Another specific category of permanent taxpayers, non-residents, did not form fiscal units based on a real hearth insofar as they did not reside in the city. They simply had property there for which, because of the real and personal character of taxes, they had to make contributions. This was a very old rule, directly taken from the Digeste which stipulated that any tax on real property was payable at its actual location. Although clearly stated, this principle which was well known in all the communities of Languedoc of the closing centuries of the Middle Ages was the source of many difficulties whenever it had to be enforced. These difficulties arose above all in the big cities of which merchants and burgesses had invested heavily in the lands of the surrounding communities. There was endless conflict between the city which argued that the tax was a personal one so that property held outside was declared on its livres d’estimes and the surrounding communities which, arguing that the tax was on real property, did everything they could to compel each property holder, if not resident, to comply with the obligation to come and declare the property held in their territory with their appraisers. The case of Toulouse is well known, where despite support from royalty for the claims of the capitouls throughout the fourteenth century, many inhabitants of Toulouse continued to declare their property in the neighbouring consulate where the property lay and to pay their tallage there. The capitouls did not fail to riposte by adopting a similar attitude to the inhabitants of the seneschalcy who held property in their city. Finally the 1391 regulation exempted them from the personal tallage but compelled them to declare in Toulouse the property they held there and to pay the tax on that property in Toulouse. Depending on the times and on the towns and communities, the property of non-residents seems to have been recorded sometimes more sometimes less thoroughly. In the Lauragais, they were fairly often listed, sometimes after the resident property holders, sometimes mixed in with them, sometimes in a separate ledger. A degree of flexibility and constant arrangements seem to have attended their fate. The same rather loose and wavering policy seems to have been in fashion in the Vivarais at the same time with respect to the non-residents who were sometimes listed as ‘estrangiers’.
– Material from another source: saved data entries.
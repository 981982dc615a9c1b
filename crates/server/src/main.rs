use std::net::SocketAddr;
use std::path::PathBuf;

use menucheck_server::{serve, ServerConfig};

#[tokio::main]
async fn main() -> anyhow::Result<()> {
    tracing_subscriber::fmt()
        .with_env_filter(
            tracing_subscriber::EnvFilter::try_from_default_env()
                .unwrap_or_else(|_| tracing_subscriber::EnvFilter::new("info")),
        )
        .with_writer(std::io::stderr)
        .init();

    let addr: SocketAddr = std::env::var("MENUCHECK_ADDR")
        .unwrap_or_else(|_| "0.0.0.0:8001".to_string())
        .parse()?;
    let root_dir = std::env::var("MENUCHECK_ROOT")
        .map(PathBuf::from)
        .unwrap_or_else(|_| PathBuf::from("."));

    serve(ServerConfig { root_dir, addr }).await
}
The final category of these permanent taxpayers—les nichils—was particularly shifting since the meaning of the term varied with place and period. In the initial and traditional usage, the term nichil meant those who had nothing (nichils habentes or nichils possidentes) and who consequently were not taxable with respect to any real property. If these nichils were listed in the livre d’estimes, it was merely for the general census conducted with a view to levying the capage, the poll tax on every individual. In many towns, the term nichil often had a second meaning, designating not just those who had no property, but also those whose estate failed to reach the minimum level to be taxable. They were then called nichils solvabiles. This minimum level varied greatly from one town to the next even if, for a long time and in accordance with royal instructions, most municipal boards set it at 10 livres in bonis et facultatibus. In some towns things were more complicated still and the idea even more nuanced. Thus in the ledger for Saint-Flour of 1380 the appraisers established a subtle distinction between those who declared they had nothing at all and qui a lor sagrament au respos lor non aver nengun ben moble ni heretatges and those who, having but a few chattels, non au respos a lor sagrament per nengunas proprietats ni heretages et respondon per alcun moble. The first category were genuine nichils possidentes, but were not overlooked when it came to paying the capatge, nor were the second category, while the modest value of their moble meant that they were mostly mere nichils solvabiles.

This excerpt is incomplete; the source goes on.